Я благословляю Россию, порой жестокую и темную, нищую и неприютную! Благословляю не кормящие груди и плетку в руке! Ибо люблю ее и верю в ее грядущее восхождение, в ее высокую миссию. Не потому люблю, что верю, но верю потому, что люблю.

Есть оскорбления трудно забываемые, и мне тягостно вспоминать рыжий сапог, бивший меня по лицу. В первый раз это был сапог городового, изловившего меня «за революцию», во второй раз красноармеец избил меня за «контрреволюцию». Это был сапог того, кто мнится мне Мессией. Я не потерял веры, я не разлюбил. Я только понял, что любовь тяжела и мучительна, что надо научиться любить.

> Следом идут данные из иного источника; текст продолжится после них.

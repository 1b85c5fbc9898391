#![allow(dead_code)]

use std::sync::Arc;

use parking_lot::Mutex;
use relay_core::{
    ClusterView, InstanceDescription, InstanceProperties, TopologyEvent, TopologyEventKind,
    TopologyEventListener, TopologyView,
};

/// Listener keeping every event it receives.
#[derive(Default)]
pub struct RecordingListener {
    events: Mutex<Vec<TopologyEvent>>,
}

impl RecordingListener {
    pub fn new() -> Arc<Self> {
        Arc::new(Self::default())
    }

    pub fn kinds(&self) -> Vec<TopologyEventKind> {
        self.events.lock().iter().map(|e| e.kind()).collect()
    }

    pub fn events(&self) -> Vec<TopologyEvent> {
        self.events.lock().clone()
    }

    pub fn last(&self) -> Option<TopologyEvent> {
        self.events.lock().last().cloned()
    }

    pub fn clear(&self) {
        self.events.lock().clear();
    }
}

impl TopologyEventListener for RecordingListener {
    fn handle_topology_event(&self, event: &TopologyEvent) {
        self.events.lock().push(event.clone());
    }
}

/// Listener that panics on every event.
pub struct PanickingListener;

impl TopologyEventListener for PanickingListener {
    fn handle_topology_event(&self, event: &TopologyEvent) {
        panic!("listener blew up on {event}");
    }
}

pub fn properties(pairs: &[(&str, &str)]) -> InstanceProperties {
    pairs
        .iter()
        .map(|(k, v)| (k.to_string(), v.to_string()))
        .collect()
}

/// One cluster, `local` is leader and local, `others` are plain members.
pub fn view(local: &str, others: &[&str], props: &[(&str, &str)]) -> TopologyView {
    let mut members = vec![
        InstanceDescription::new(local)
            .with_leader(true)
            .with_local(true)
            .with_properties(properties(props)),
    ];
    members.extend(others.iter().map(|id| InstanceDescription::new(*id)));
    let cluster = ClusterView::new("cluster-1", members).expect("valid cluster");
    TopologyView::new(vec![cluster]).expect("valid view")
}
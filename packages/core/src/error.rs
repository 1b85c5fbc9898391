//! Error types shared by the engine and discovery crates.

use crate::StoreError;

/// Errors surfaced by the job engine to producers and registrants.
#[derive(Debug, thiserror::Error)]
pub enum JobError {
    #[error("Persistence error: {0}")]
    Persistence(#[from] StoreError),

    #[error("Consumer conflict: {0}")]
    Conflict(String),

    #[error("Invalid topic pattern: {0}")]
    InvalidTopic(String),

    #[error("Engine error: {0}")]
    Engine(String),

    #[error("Job engine is shutting down")]
    ShuttingDown,
}

/// Errors raised while building topology snapshots and events.
#[derive(Debug, Clone, PartialEq, Eq, thiserror::Error)]
pub enum TopologyError {
    #[error("Illegal argument: {0}")]
    IllegalArgument(&'static str),

    #[error("Topology view has no local instance")]
    NoLocalInstance,
}
//! One page of a paginated listing.

use crate::error::{FreckleError, Result};
use crate::link::{Links, Relation};
use crate::response::RawResponse;
use crate::rest::Transport;
use crate::traversal::AllItems;
use serde::de::DeserializeOwned;
use std::fmt;
use std::sync::Arc;

/// A batch of items plus the links to its neighbouring pages.
///
/// Pages are immutable: navigating returns a new page and leaves this one
/// untouched, so a page can be kept around and navigated from again.
pub struct Page<T> {
    pub(crate) items: Vec<T>,
    links: Links,
    transport: Arc<Transport>,
}

impl<T> Page<T> {
    pub(crate) fn new(items: Vec<T>, links: Links, transport: Arc<Transport>) -> Self {
        Page {
            items,
            links,
            transport,
        }
    }

    /// Items on this page, in server order
    pub fn items(&self) -> &[T] {
        &self.items
    }

    pub fn into_items(self) -> Vec<T> {
        self.items
    }

    pub fn len(&self) -> usize {
        self.items.len()
    }

    pub fn is_empty(&self) -> bool {
        self.items.is_empty()
    }

    /// Relations announced by the response that produced this page
    pub fn links(&self) -> &Links {
        &self.links
    }

    /// Is there a page in the given direction?
    pub fn has(&self, rel: Relation) -> bool {
        self.links.contains(rel)
    }

    pub fn has_next(&self) -> bool {
        self.has(Relation::Next)
    }

    pub fn has_previous(&self) -> bool {
        self.has(Relation::Prev)
    }

    pub fn has_first(&self) -> bool {
        self.has(Relation::First)
    }

    pub fn has_last(&self) -> bool {
        self.has(Relation::Last)
    }
}

impl<T: DeserializeOwned> Page<T> {
    /// Build a page from a list response: the body is a JSON array of items,
    /// the relations come from the same response's `Link` header.
    pub(crate) fn from_response(response: &RawResponse, transport: Arc<Transport>) -> Result<Self> {
        let items: Vec<T> = response.apply()?;
        Ok(Page::new(items, response.links(), transport))
    }

    /// Fetch the page in the given direction.
    ///
    /// Fails with [`FreckleError::NoSuchPage`] without touching the network
    /// when the relation is absent.
    pub fn fetch(&self, rel: Relation) -> Result<Page<T>> {
        let url = self.links.get(rel).ok_or(FreckleError::NoSuchPage(rel))?;
        let response = self.transport.get_url(url)?;
        Page::from_response(&response, Arc::clone(&self.transport))
    }

    pub fn next(&self) -> Result<Page<T>> {
        self.fetch(Relation::Next)
    }

    pub fn previous(&self) -> Result<Page<T>> {
        self.fetch(Relation::Prev)
    }

    pub fn first(&self) -> Result<Page<T>> {
        self.fetch(Relation::First)
    }

    pub fn last(&self) -> Result<Page<T>> {
        self.fetch(Relation::Last)
    }
}

impl<T> Page<T>
where
    T: DeserializeOwned + Send + 'static,
{
    /// Iterate over every item on this page and all following pages.
    ///
    /// The next page is only requested once every item of the current one
    /// has been handed out. See [`AllItems`] for error handling.
    pub fn into_all_items(self) -> AllItems<T> {
        AllItems::new(self)
    }

    /// Like [`Page::into_all_items`], starting from a copy of this page
    pub fn all_items(&self) -> AllItems<T>
    where
        T: Clone,
    {
        AllItems::new(self.clone())
    }
}

impl<T: Clone> Clone for Page<T> {
    fn clone(&self) -> Self {
        Page {
            items: self.items.clone(),
            links: self.links.clone(),
            transport: Arc::clone(&self.transport),
        }
    }
}

impl<T: fmt::Debug> fmt::Debug for Page<T> {
    fn fmt(&self, f: &mut fmt::Formatter<'_>) -> fmt::Result {
        f.debug_struct("Page")
            .field("items", &self.items)
            .field("links", &self.links)
            .finish_non_exhaustive()
    }
}
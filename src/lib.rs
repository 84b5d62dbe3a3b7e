//! # freckle - Client for the Freckle v2 API
//!
//! A typed Rust client for the [Freckle](http://developer.letsfreckle.com/v2/)
//! time-tracking and invoicing API.
//!
//! ## Features
//!
//! - Entries and projects APIs, including project invoices and participants
//! - Typed list filters and create/edit inputs, with an `extra` slot for
//!   fields not covered yet
//! - Link-header pagination: navigate pages with `next`/`previous`/
//!   `first`/`last`, or walk every item with [`Page::all_items`]
//! - Structured API errors carrying the message and field-level details
//!
//! ## Basic Usage
//!
//! ```no_run
//! use freckle::{EntryInput, Freckle, ListEntries};
//! use chrono::NaiveDate;
//!
//! fn main() -> Result<(), freckle::FreckleError> {
//!     let freckle = Freckle::new("mycompany", "MyFreckleAPIV2Token")?;
//!
//!     // List the entries of November 2014
//!     let params = ListEntries::new()
//!         .from_date(NaiveDate::from_ymd_opt(2014, 11, 1).unwrap())
//!         .to_date(NaiveDate::from_ymd_opt(2014, 11, 30).unwrap());
//!     let mut page = freckle.entries().list_entries(&params)?;
//!     loop {
//!         for entry in page.items() {
//!             println!("{}: {} minutes", entry.description, entry.minutes);
//!         }
//!         if !page.has_next() {
//!             break;
//!         }
//!         page = page.next()?;
//!     }
//!
//!     // Log an hour of work
//!     let input = EntryInput::new()
//!         .description("My neat #development issue")
//!         .project_name("Customer Project");
//!     freckle
//!         .entries()
//!         .create_entry(NaiveDate::from_ymd_opt(2014, 12, 22).unwrap(), 60, &input)?;
//!     Ok(())
//! }
//! ```
//!
//! ## Debug logging
//!
//! With [`Config::with_debug`] enabled, requests and responses are logged
//! through [`tracing`] at debug level.

pub mod client;
pub mod entries;
pub mod error;
pub mod link;
pub mod page;
pub mod params;
pub mod projects;
pub mod response;
pub mod rest;
pub mod traversal;
pub mod types;

// Re-export main types for convenience
pub use client::{Config, Freckle, DEFAULT_BASE_URL};
pub use entries::EntriesApi;
pub use error::{FreckleError, Result};
pub use link::{Links, Relation};
pub use page::Page;
pub use params::{EntryInput, ListEntries, ListProjects, ProjectInput};
pub use projects::ProjectsApi;
pub use response::RawResponse;
pub use rest::Transport;
pub use traversal::AllItems;
pub use types::{
    ApiErrorBody, Entry, ErrorDetail, Import, Invoice, Participant, Project, ProjectGroup,
    ProjectSummary, Tag,
};
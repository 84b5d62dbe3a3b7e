//! Resource records returned by the Freckle API.
//!
//! All records tolerate missing fields (they fall back to their defaults)
//! and ignore fields they don't know about.

use chrono::{DateTime, NaiveDate, Utc};
use serde::{Deserialize, Serialize};

/// A time entry
#[derive(Debug, Clone, Default, PartialEq, Serialize, Deserialize)]
#[serde(default)]
pub struct Entry {
    pub id: u64,
    #[serde(skip_serializing_if = "Option::is_none")]
    pub date: Option<NaiveDate>,
    #[serde(skip_serializing_if = "Option::is_none")]
    pub user: Option<Participant>,
    pub billable: bool,
    pub minutes: u32,
    pub description: String,
    #[serde(skip_serializing_if = "Option::is_none")]
    pub project: Option<ProjectSummary>,
    pub tags: Vec<Tag>,
    #[serde(skip_serializing_if = "Option::is_none")]
    pub source_url: Option<String>,
    #[serde(skip_serializing_if = "Option::is_none")]
    pub invoiced_at: Option<DateTime<Utc>>,
    #[serde(skip_serializing_if = "Option::is_none")]
    pub invoice: Option<Invoice>,
    #[serde(skip_serializing_if = "Option::is_none")]
    pub import: Option<Import>,
    pub url: String,
    #[serde(skip_serializing_if = "Option::is_none")]
    pub created_at: Option<DateTime<Utc>>,
    #[serde(skip_serializing_if = "Option::is_none")]
    pub updated_at: Option<DateTime<Utc>>,
}

/// A project, including its invoices and participants
#[derive(Debug, Clone, Default, PartialEq, Serialize, Deserialize)]
#[serde(default)]
pub struct Project {
    pub id: u64,
    pub name: String,
    pub billing_increment: u32,
    pub enabled: bool,
    pub billable: bool,
    pub color: String,
    pub url: String,
    #[serde(skip_serializing_if = "Option::is_none")]
    pub group: Option<ProjectGroup>,
    pub minutes: u32,
    pub billable_minutes: u32,
    pub unbillable_minutes: u32,
    pub invoiced_minutes: u32,
    #[serde(skip_serializing_if = "Option::is_none")]
    pub remaining_minutes: Option<i64>,
    #[serde(skip_serializing_if = "Option::is_none")]
    pub budget_minutes: Option<u32>,
    #[serde(skip_serializing_if = "Option::is_none")]
    pub import: Option<Import>,
    pub invoices: Vec<Invoice>,
    pub participants: Vec<Participant>,
    /// Number of entries logged against the project
    pub entries: u32,
    pub entries_url: String,
    pub expenses: u32,
    pub expenses_url: String,
    #[serde(skip_serializing_if = "Option::is_none")]
    pub created_at: Option<DateTime<Utc>>,
    #[serde(skip_serializing_if = "Option::is_none")]
    pub updated_at: Option<DateTime<Utc>>,
}

/// Short form of a project, as embedded in an entry
#[derive(Debug, Clone, Default, PartialEq, Serialize, Deserialize)]
#[serde(default)]
pub struct ProjectSummary {
    pub id: u64,
    pub name: String,
    pub billing_increment: u32,
    pub enabled: bool,
    pub billable: bool,
    pub color: String,
    pub url: String,
}

#[derive(Debug, Clone, Default, PartialEq, Serialize, Deserialize)]
#[serde(default)]
pub struct ProjectGroup {
    pub id: u64,
    pub name: String,
    pub url: String,
}

/// A user taking part in a project
#[derive(Debug, Clone, Default, PartialEq, Serialize, Deserialize)]
#[serde(default)]
pub struct Participant {
    pub id: u64,
    pub email: String,
    pub first_name: String,
    pub last_name: String,
    pub profile_image_url: String,
    pub url: String,
}

/// An invoice.
///
/// Embedded invoices use `reference`/`total_amount` while the invoice
/// listing uses `number`/`total`; both spellings are accepted.
#[derive(Debug, Clone, Default, PartialEq, Serialize, Deserialize)]
#[serde(default)]
pub struct Invoice {
    pub id: u64,
    #[serde(alias = "number", skip_serializing_if = "Option::is_none")]
    pub reference: Option<String>,
    #[serde(skip_serializing_if = "Option::is_none")]
    pub invoice_date: Option<NaiveDate>,
    pub state: String,
    #[serde(alias = "total", skip_serializing_if = "Option::is_none")]
    pub total_amount: Option<f64>,
    pub url: String,
}

#[derive(Debug, Clone, Default, PartialEq, Serialize, Deserialize)]
#[serde(default)]
pub struct Import {
    pub id: u64,
    pub url: String,
}

#[derive(Debug, Clone, Default, PartialEq, Serialize, Deserialize)]
#[serde(default)]
pub struct Tag {
    pub id: u64,
    pub name: String,
    pub billable: bool,
    pub url: String,
}

/// Error body sent with every status >= 400
#[derive(Debug, Clone, Default, PartialEq, Serialize, Deserialize)]
#[serde(default)]
pub struct ApiErrorBody {
    pub message: String,
    pub errors: Vec<ErrorDetail>,
}

/// Field-level detail of an API error
#[derive(Debug, Clone, Default, PartialEq, Eq, Serialize, Deserialize)]
#[serde(default)]
pub struct ErrorDetail {
    pub code: String,
    pub field: String,
    pub resource: String,
}
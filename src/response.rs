use crate::error::Result;
use crate::link::Links;
use serde::de::DeserializeOwned;

/// Body and pagination metadata of a successful HTTP response
#[derive(Debug, Clone)]
pub struct RawResponse {
    /// HTTP status code
    pub status: u16,
    /// Raw response body
    pub body: Vec<u8>,
    /// Value of the `Link` header, if any
    pub link: Option<String>,
}

impl RawResponse {
    /// Decode the body as JSON into the target type
    pub fn apply<T>(&self) -> Result<T>
    where
        T: DeserializeOwned,
    {
        serde_json::from_slice(&self.body).map_err(Into::into)
    }

    /// Pagination relations announced by this response
    pub fn links(&self) -> Links {
        self.link.as_deref().map(Links::parse).unwrap_or_default()
    }

    pub fn text(&self) -> String {
        String::from_utf8_lossy(&self.body).into_owned()
    }
}
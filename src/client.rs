use crate::entries::EntriesApi;
use crate::error::{FreckleError, Result};
use crate::projects::ProjectsApi;
use crate::rest::Transport;
use reqwest::blocking::{Client, ClientBuilder};
use std::fmt;
use std::sync::Arc;
use std::time::Duration;

/// Base URL of the Freckle v2 API
pub const DEFAULT_BASE_URL: &str = "https://api.letsfreckle.com/v2";

/// Create the HTTP client used for API requests
pub fn create_http_client(config: &Config) -> Result<Client> {
    ClientBuilder::new()
        .pool_max_idle_per_host(50)
        .timeout(config.timeout)
        .connect_timeout(Duration::from_secs(10))
        .build()
        .map_err(|e| FreckleError::RequestBuild(format!("failed to create HTTP client: {}", e)))
}

/// Configuration for the Freckle client
#[derive(Clone)]
pub struct Config {
    /// API base URL, without a trailing slash
    pub base_url: String,
    /// Account subdomain, sent as the `User-Agent`
    pub subdomain: String,
    /// Personal access token, sent as `X-FreckleToken`
    pub token: String,
    /// Log requests and responses
    pub debug: bool,
    /// Overall request timeout
    pub timeout: Duration,
}

impl Config {
    pub fn new(subdomain: impl Into<String>, token: impl Into<String>) -> Self {
        Config {
            base_url: DEFAULT_BASE_URL.to_string(),
            subdomain: subdomain.into(),
            token: token.into(),
            debug: false,
            timeout: Duration::from_secs(300),
        }
    }

    /// Point the client at another server (a proxy or a test double)
    pub fn with_base_url(mut self, base_url: impl Into<String>) -> Self {
        self.base_url = base_url.into().trim_end_matches('/').to_string();
        self
    }

    /// Set debug mode
    pub fn with_debug(mut self, debug: bool) -> Self {
        self.debug = debug;
        self
    }

    pub fn with_timeout(mut self, timeout: Duration) -> Self {
        self.timeout = timeout;
        self
    }
}

impl fmt::Debug for Config {
    fn fmt(&self, f: &mut fmt::Formatter<'_>) -> fmt::Result {
        f.debug_struct("Config")
            .field("base_url", &self.base_url)
            .field("subdomain", &self.subdomain)
            .field("token", &"<redacted>")
            .field("debug", &self.debug)
            .field("timeout", &self.timeout)
            .finish()
    }
}

/// Entry point to the Freckle API.
///
/// ```no_run
/// use freckle::{Freckle, ListProjects};
///
/// let freckle = Freckle::new("mycompany", "MyFreckleAPIV2Token")?;
/// let page = freckle.projects().list_projects(&ListProjects::new())?;
/// for project in page.all_items() {
///     println!("{}", project.name);
/// }
/// # Ok::<(), freckle::FreckleError>(())
/// ```
#[derive(Debug, Clone)]
pub struct Freckle {
    transport: Arc<Transport>,
}

impl Freckle {
    /// Create a client for the given account subdomain and API token
    pub fn new(subdomain: impl Into<String>, token: impl Into<String>) -> Result<Self> {
        Self::with_config(Config::new(subdomain, token))
    }

    pub fn with_config(config: Config) -> Result<Self> {
        let client = create_http_client(&config)?;
        Ok(Self::with_client(config, client))
    }

    /// Use a preconfigured HTTP client (e.g. one going through a proxy)
    pub fn with_client(config: Config, client: Client) -> Self {
        Freckle {
            transport: Arc::new(Transport::new(client, config)),
        }
    }

    pub fn config(&self) -> &Config {
        self.transport.config()
    }

    /// Access the entries API
    pub fn entries(&self) -> EntriesApi<'_> {
        EntriesApi::new(&self.transport)
    }

    /// Access the projects API
    pub fn projects(&self) -> ProjectsApi<'_> {
        ProjectsApi::new(&self.transport)
    }
}

#[cfg(test)]
mod tests {
    use super::*;

    #[test]
    fn test_config_defaults() {
        let config = Config::new("mydomain", "secret");
        assert_eq!(config.base_url, DEFAULT_BASE_URL);
        assert_eq!(config.subdomain, "mydomain");
        assert!(!config.debug);
        assert_eq!(config.timeout, Duration::from_secs(300));
    }

    #[test]
    fn test_config_builder() {
        let config = Config::new("mydomain", "secret")
            .with_base_url("http://localhost:8080/")
            .with_debug(true)
            .with_timeout(Duration::from_secs(5));
        assert_eq!(config.base_url, "http://localhost:8080");
        assert!(config.debug);
        assert_eq!(config.timeout, Duration::from_secs(5));
    }

    #[test]
    fn test_config_debug_redacts_token() {
        let config = Config::new("mydomain", "abcdefghijklmnopqrstuvwxyz");
        let output = format!("{:?}", config);
        assert!(!output.contains("abcdefghijklmnopqrstuvwxyz"));
        assert!(output.contains("mydomain"));
    }
}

В эти ночи я, затравленный «жид», пережил все то, о чем говорит В.Шульгин. Только «пытка страхом» была шире и страшнее, чем он думает. Не только страх за тех, кого громили, но и за тех, кто громил. Не только за часть — за евреев, но и за целое — за Россию. Я верю и знаю — она воскресает, она просыпается. Этот маленький трехцветный флажок перед моими окнами говорит о том, что вновь открыт для жаждущих источник русской культуры, питавшей все племена нашей родины. Ведь не нагайкой же держалась Россия от Риги до Карса, от Кишинева до Иркутска! Из этого ключа пили и евреи, без него томились от смертной жажды. В эти ночи я радовался взятию Киева и Орла, и я томился страхом, ибо там, где есть столько ненависти и мести, еще нет полного исцеления. Меня пытали страхом не только за еврейских детей, но и за великое русское дело.

Научились ли евреи чему-нибудь за эти ночи? — спрашивает В.Шульгин. Да, еще сильнее, еще мучительней научился я любить Россию. О, какая это трудная и прекрасная наука! Любить, любить во что бы то ни стало! И теперь хочу я обратиться к тем евреям, у которых, как у меня, нет другой родины, кроме России, которые все хорошее и плохое получили от нее, с призывом пронести сквозь эти ночи светильники любви. Чем труднее любовь, тем выше она, и чем сильнее будем все мы любить нашу Россию, тем скорее, омытое кровью и слезами, блеснет под рубищами ее святое, любовь источающее сердце.